OBJECTIVE: Accumulating evidence determined that lncRNA plays important roles in the development and occurrence of cancers. Prostate cancer is the second most common type of cancer and one of the top five cancers for the cause of male death in the world. Therefore, this study was to explore the regulatory mechanism of lncRNA in chemoresistance of PC. MATERIALS AND METHODS: qRT-PCR was used to detect the mRNA expression of FEZF1-AS1, miR-25-3p and ITGB8. Western blot was applied to measure the protein expression of ITGB8 E-cadherin, N-cadherin, Vimentin, LC3I, LC3II, ATG5 and Beclin-1. In addition, CCK-8 assay was used to assess cell proliferation of transfected cells.
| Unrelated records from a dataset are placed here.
//! `cms types` - list, preview and delete content types.

use anyhow::Result;
use clap::{Args, Subcommand};
use colored::Colorize;

use super::common::CommandContext;
use crate::content::ContentTypeManager;
use crate::store::Repository;

#[derive(Args)]
pub struct TypesCommand {
    #[command(subcommand)]
    action: Option<TypesAction>,
}

#[derive(Subcommand)]
enum TypesAction {
    /// List every content type (default).
    List,

    /// Render a type's body template against a sample item.
    Preview {
        /// Content type id
        id: i64,
    },

    /// Delete a content type that no item uses.
    Delete {
        /// Content type id
        id: i64,
    },
}

impl TypesCommand {
    pub async fn execute(self, ctx: &mut CommandContext) -> Result<()> {
        match self.action.unwrap_or(TypesAction::List) {
            TypesAction::List => list(ctx),
            TypesAction::Preview {
                id,
            } => {
                let content_type = ctx.services().store.get_type(id)?;
                let html = ContentTypeManager::new(ctx.services().clone()).preview(&content_type)?;
                println!("{html}");
                Ok(())
            }
            TypesAction::Delete {
                id,
            } => {
                ContentTypeManager::new(ctx.services().clone()).delete(id)?;
                ctx.save().await?;
                println!("✅ Deleted content type {id}");
                Ok(())
            }
        }
    }
}

fn list(ctx: &CommandContext) -> Result<()> {
    let store = &ctx.services().store;
    let types = store.types.all()?;
    if types.is_empty() {
        println!("No content types. Import one with 'cms import <file>'.");
        return Ok(());
    }
    println!("{}", "Content types".bold());
    for content_type in types {
        let items = store.contents_of_type(content_type.id)?.len();
        let datasources = if content_type.datasources.is_empty() {
            "-".dimmed().to_string()
        } else {
            content_type.datasources.joined()
        };
        println!(
            "  {:>4}  {}  [{}]  {} item(s)",
            content_type.id,
            content_type.name.green(),
            datasources,
            items
        );
    }
    Ok(())
}
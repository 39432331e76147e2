//! Lifecycle of content types and content items.
//!
//! The managers persist records and run the data source hooks around each
//! change, so data sources never need to be driven by hand.

use anyhow::Result;
use tracing::{debug, info};

use super::Renderer;
use crate::cache::content_area;
use crate::core::CmsError;
use crate::datasource::{
    CacheStrategy, DataSourceContext, FormBuilder, FormData, FormSubmission, ValidationError,
};
use crate::models::{ContentItem, ContentType};
use crate::services::Services;
use crate::store::Repository;

/// Creates, updates and deletes content types.
pub struct ContentTypeManager {
    services: Services,
}

impl ContentTypeManager {
    pub fn new(services: Services) -> Self {
        Self {
            services,
        }
    }

    fn check_datasources(&self, content_type: &ContentType) -> Result<(), CmsError> {
        for short_name in content_type.datasources.iter() {
            if !self.services.registry.contains(short_name) {
                return Err(CmsError::UnknownDataSource {
                    short_name: short_name.to_string(),
                });
            }
        }
        Ok(())
    }

    /// Config form fields and defaults contributed by the type's enabled sources.
    pub fn config_form(&self, content_type: &ContentType) -> Result<(FormBuilder, FormData)> {
        let ctx = DataSourceContext::for_type(self.services.clone(), content_type.clone());
        let mut form = FormBuilder::new();
        let mut data = FormData::new();
        for source in self.services.registry.list_enabled(&ctx, true) {
            source.config_form_definition(&mut form)?;
            source.config_form_default_data(&mut data)?;
        }
        Ok((form, data))
    }

    /// Collected validation messages; empty when the submission is acceptable.
    pub fn validate(
        &self,
        content_type: &ContentType,
        submission: &FormSubmission,
    ) -> Vec<ValidationError> {
        let mut errors: Vec<ValidationError> = content_type
            .datasources
            .iter()
            .filter(|name| !self.services.registry.contains(name))
            .map(|name| ValidationError::new("datasources", format!("Unknown data source '{name}'")))
            .collect();
        let ctx = DataSourceContext::for_type(self.services.clone(), content_type.clone());
        for source in self.services.registry.list_enabled(&ctx, true) {
            errors.extend(source.config_form_validation(&submission.data, &submission.files));
        }
        errors
    }

    pub fn create(
        &self,
        content_type: ContentType,
        submission: &FormSubmission,
    ) -> Result<ContentType> {
        self.check_datasources(&content_type)?;
        let stored = self.services.store.types.create(content_type)?;
        info!("Created content type {} '{}'", stored.id, stored.name);
        self.apply_config(stored, submission)
    }

    pub fn update(
        &self,
        content_type: ContentType,
        submission: &FormSubmission,
    ) -> Result<ContentType> {
        self.check_datasources(&content_type)?;
        self.services.store.types.update(&content_type)?;
        info!("Updated content type {} '{}'", content_type.id, content_type.name);
        self.apply_config(content_type, submission)
    }

    fn apply_config(
        &self,
        content_type: ContentType,
        submission: &FormSubmission,
    ) -> Result<ContentType> {
        let type_id = content_type.id;
        let ctx = DataSourceContext::for_type(self.services.clone(), content_type);
        for source in self.services.registry.list_enabled(&ctx, true) {
            source.config_on_update(submission)?;
        }
        let updated = ctx.content_type().clone();
        self.refresh_items(&updated)?;
        self.services.cache.purge_area(&content_area(type_id));
        Ok(updated)
    }

    /// Recompute hashed instance fragments and names of the type's items.
    ///
    /// A hashed instance fragment may depend on the type's configuration, and
    /// the title template may have changed.
    fn refresh_items(&self, content_type: &ContentType) -> Result<()> {
        let items = self.services.store.contents_of_type(content_type.id)?;
        if items.is_empty() {
            return Ok(());
        }
        let contents = ContentManager::new(self.services.clone());
        for item in items {
            let ctx = DataSourceContext::for_item(self.services.clone(), content_type.clone(), item);
            for source in self.services.registry.list_enabled(&ctx, true) {
                if source.cache_strategy() == CacheStrategy::Hash {
                    source.update_instance_cache_key()?;
                }
            }
            contents.update_name(&ctx)?;
        }
        debug!("Refreshed items of content type {}", content_type.id);
        Ok(())
    }

    /// Delete a type that no content item uses any more.
    ///
    /// Every registered source gets to clean up, enabled or not.
    pub fn delete(&self, type_id: i64) -> Result<()> {
        let count = self.services.store.contents_of_type(type_id)?.len();
        if count > 0 {
            return Err(CmsError::TypeInUse {
                id: type_id,
                count,
            }
            .into());
        }
        let content_type = self.services.store.get_type(type_id)?;
        let ctx = DataSourceContext::for_type(self.services.clone(), content_type);
        for source in self.services.registry.list_all(&ctx) {
            source.config_on_delete()?;
        }
        self.services.store.types.delete(type_id)?;
        self.services.cache.purge_area(&content_area(type_id));
        info!("Deleted content type {type_id}");
        Ok(())
    }

    /// Rendered preview of a type using a sample item.
    pub fn preview(&self, content_type: &ContentType) -> Result<String> {
        Renderer::for_sample(self.services.clone(), content_type.clone()).get_html()
    }
}

/// Creates, updates and deletes content items.
pub struct ContentManager {
    services: Services,
}

impl ContentManager {
    pub fn new(services: Services) -> Self {
        Self {
            services,
        }
    }

    /// Instance form fields and defaults contributed by the item's enabled sources.
    pub fn instance_form(&self, content_id: i64) -> Result<(FormBuilder, FormData)> {
        let ctx = DataSourceContext::load(self.services.clone(), content_id)?;
        let mut form = FormBuilder::new();
        let mut data = FormData::new();
        for source in self.services.registry.list_enabled(&ctx, true) {
            source.instance_form_definition(&mut form)?;
            source.instance_form_default_data(&mut data)?;
        }
        Ok((form, data))
    }

    pub fn validate(&self, type_id: i64, submission: &FormSubmission) -> Result<Vec<ValidationError>> {
        let content_type = self.services.store.get_type(type_id)?;
        let ctx = DataSourceContext::for_type(self.services.clone(), content_type);
        Ok(self
            .services
            .registry
            .list_enabled(&ctx, true)
            .iter()
            .flat_map(|source| source.instance_form_validation(&submission.data, &submission.files))
            .collect())
    }

    pub fn create(
        &self,
        type_id: i64,
        course_id: i64,
        submission: &FormSubmission,
    ) -> Result<ContentItem> {
        let content_type = self.services.store.get_type(type_id)?;
        let item = self.services.store.contents.create(ContentItem::new(course_id, type_id))?;
        info!("Created content item {} of type {type_id}", item.id);
        let ctx = DataSourceContext::for_item(self.services.clone(), content_type, item);
        self.apply_instance(&ctx, submission)
    }

    pub fn update(&self, content_id: i64, submission: &FormSubmission) -> Result<ContentItem> {
        let ctx = DataSourceContext::load(self.services.clone(), content_id)?;
        self.apply_instance(&ctx, submission)
    }

    fn apply_instance(
        &self,
        ctx: &DataSourceContext,
        submission: &FormSubmission,
    ) -> Result<ContentItem> {
        for source in self.services.registry.list_enabled(ctx, true) {
            source.instance_on_update(submission)?;
        }
        self.update_name(ctx)?;
        let item = ctx.item().clone();
        Ok(item)
    }

    /// Re-render the title template and persist the name when it changed.
    pub fn update_name(&self, ctx: &DataSourceContext) -> Result<bool> {
        let name = Renderer::new(ctx.clone()).get_name()?;
        if ctx.item().name == name {
            return Ok(false);
        }
        ctx.update_item(|item| item.name = name)?;
        Ok(true)
    }

    /// Delete an item after every registered source cleaned up after it.
    pub fn delete(&self, content_id: i64) -> Result<()> {
        let ctx = DataSourceContext::load(self.services.clone(), content_id)?;
        for source in self.services.registry.list_all(&ctx) {
            source.instance_on_delete()?;
        }
        self.services.store.contents.delete(content_id)?;
        info!("Deleted content item {content_id}");
        Ok(())
    }

    pub fn render(&self, content_id: i64) -> Result<String> {
        Renderer::for_content(self.services.clone(), content_id)?.get_html()
    }
}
Luciferase reporter assay and RIP assay were used to determine the relationship among FEZF1-AS1, miR-25-3p and ITGB8. RESULTS: In this study, the expression of FEZF1-AS1 and ITGB8 was upregulated, whereas the expression of miR-25-3p was downregulated in PC tumor tissues and PC/PTX cells. Luciferase reporter assay and RIP assay determined that miR-25-3p was a target of FEZF1-AS1 and ITGB8 was a target mRNA of miR-25-3p. Interestingly, knockdown of FEZF1-AS1 could inhibit cell viability and EMT and promoted cell autophagy in PC/PTX cells, but inhibition of miR-25-3p or promotion of ITGB8 could reverse the effects of si-FEZF1-AS1 on PC/PTX cells. CONCLUSIONS: In this study, we found that lncRNA FEZF1-AS1 promoted chemoresistance, autophagy and epithelial-mesenchymal transition (EMT) through regulation of miR-25-3p/ITGB8 axis in PC, providing a new regulatory mechanism of PC and a novel therapeutic target.